Problem statement
For each line of the data below that holds "Some", copy the line.

Data for the task

//! The `liquid-rs` command line.
//!
//! [`Cli`] owns the subcommands in the order they appear in `--help`, builds
//! the clap definition with the global `--config` / `--log-level` options,
//! and dispatches parsed matches to the selected [`Command`].

use async_trait::async_trait;
use liquid_rs_core::{LiquidError, Settings};

use crate::commands::{CheckCommand, RenderCommand};

/// One `liquid-rs` subcommand.
#[async_trait]
pub trait Command: Send + Sync {
    fn name(&self) -> &'static str;

    /// One-line description shown in `--help`.
    fn about(&self) -> &'static str;

    /// Declares the subcommand's own arguments.
    fn arguments(&self, cmd: clap::Command) -> clap::Command {
        cmd
    }

    async fn run(&self, matches: &clap::ArgMatches, settings: &Settings) -> Result<(), LiquidError>;
}

/// The top-level command line: global options plus subcommands.
pub struct Cli {
    commands: Vec<Box<dyn Command>>,
}

impl Default for Cli {
    fn default() -> Self {
        Self::new()
    }
}

impl Cli {
    /// The `render` and `check` subcommands.
    pub fn new() -> Self {
        let commands: Vec<Box<dyn Command>> = vec![Box::new(RenderCommand), Box::new(CheckCommand)];
        Self::with_commands(commands)
    }

    pub fn with_commands(commands: Vec<Box<dyn Command>>) -> Self {
        Self { commands }
    }

    /// Subcommand names in declaration order.
    pub fn names(&self) -> impl Iterator<Item = &'static str> + '_ {
        self.commands.iter().map(|cmd| cmd.name())
    }

    /// The clap definition.
    pub fn command(&self) -> clap::Command {
        let app = clap::Command::new("liquid-rs")
            .about("Render and check liquid-rs templates")
            .version(env!("CARGO_PKG_VERSION"))
            .subcommand_required(true)
            .arg_required_else_help(true)
            .arg(
                clap::Arg::new("config")
                    .long("config")
                    .short('c')
                    .global(true)
                    .value_parser(clap::value_parser!(std::path::PathBuf))
                    .help("Settings file (TOML, or JSON with a .json extension)"),
            )
            .arg(
                clap::Arg::new("log-level")
                    .long("log-level")
                    .global(true)
                    .help("Tracing filter directive, e.g. 'debug' or 'liquid_rs_template=trace'"),
            );

        self.commands.iter().fold(app, |app, cmd| {
            app.subcommand(cmd.arguments(clap::Command::new(cmd.name()).about(cmd.about())))
        })
    }

    /// Runs the subcommand selected in `matches`.
    pub async fn dispatch(
        &self,
        matches: &clap::ArgMatches,
        settings: &Settings,
    ) -> Result<(), LiquidError> {
        let (name, sub_matches) = matches.subcommand().ok_or_else(|| {
            LiquidError::ConfigurationError("No subcommand specified".to_string())
        })?;

        let cmd = self
            .commands
            .iter()
            .find(|cmd| cmd.name() == name)
            .ok_or_else(|| LiquidError::ConfigurationError(format!("Unknown command: {name}")))?;

        tracing::debug!(command = name, "dispatching");
        cmd.run(sub_matches, settings).await
    }
}

#[cfg(test)]
mod tests {
    use super::*;

    struct Echo;

    fn echo_cli() -> Cli {
        let commands: Vec<Box<dyn Command>> = vec![Box::new(Echo)];
        Cli::with_commands(commands)
    }

    #[async_trait]
    impl Command for Echo {
        fn name(&self) -> &'static str {
            "echo"
        }

        fn about(&self) -> &'static str {
            "Fails unless --ok is given"
        }

        fn arguments(&self, cmd: clap::Command) -> clap::Command {
            cmd.arg(
                clap::Arg::new("ok")
                    .long("ok")
                    .action(clap::ArgAction::SetTrue),
            )
        }

        async fn run(&self, matches: &clap::ArgMatches, _settings: &Settings) -> Result<(), LiquidError> {
            if matches.get_flag("ok") {
                Ok(())
            } else {
                Err(LiquidError::ConfigurationError("not ok".to_string()))
            }
        }
    }

    #[test]
    fn test_builtin_names_in_order() {
        assert_eq!(Cli::new().names().collect::<Vec<_>>(), ["render", "check"]);
    }

    #[test]
    fn test_global_options_after_subcommand() {
        let matches = Cli::new()
            .command()
            .try_get_matches_from(["liquid-rs", "check", "a.liquid", "--log-level", "debug"])
            .unwrap();
        assert_eq!(
            matches.get_one::<String>("log-level").map(String::as_str),
            Some("debug")
        );
        assert_eq!(matches.subcommand_name(), Some("check"));
    }

    #[test]
    fn test_subcommand_required() {
        assert!(Cli::new().command().try_get_matches_from(["liquid-rs"]).is_err());
        assert!(Cli::new()
            .command()
            .try_get_matches_from(["liquid-rs", "serve"])
            .is_err());
    }

    #[test]
    fn test_help_lists_subcommands() {
        let help = Cli::new().command().render_help().to_string();
        assert!(help.contains("render"));
        assert!(help.contains("check"));
        assert!(help.contains("--config"));
    }

    #[tokio::test]
    async fn test_dispatch_runs_selected_command() {
        let cli = echo_cli();
        let settings = Settings::default();

        let ok = cli.command().try_get_matches_from(["liquid-rs", "echo", "--ok"]).unwrap();
        assert!(cli.dispatch(&ok, &settings).await.is_ok());

        let fail = cli.command().try_get_matches_from(["liquid-rs", "echo"]).unwrap();
        assert!(matches!(
            cli.dispatch(&fail, &settings).await,
            Err(LiquidError::ConfigurationError(_))
        ));
    }

    #[tokio::test]
    async fn test_dispatch_unknown_name() {
        let built = echo_cli();
        let matches = built.command().try_get_matches_from(["liquid-rs", "echo"]).unwrap();

        let err = Cli::with_commands(Vec::new())
            .dispatch(&matches, &Settings::default())
            .await
            .unwrap_err();
        assert_eq!(err.to_string(), "Configuration error: Unknown command: echo");
    }
}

Solution to the exercise
            Some("debug")
        assert_eq!(matches.subcommand_name(), Some("check"));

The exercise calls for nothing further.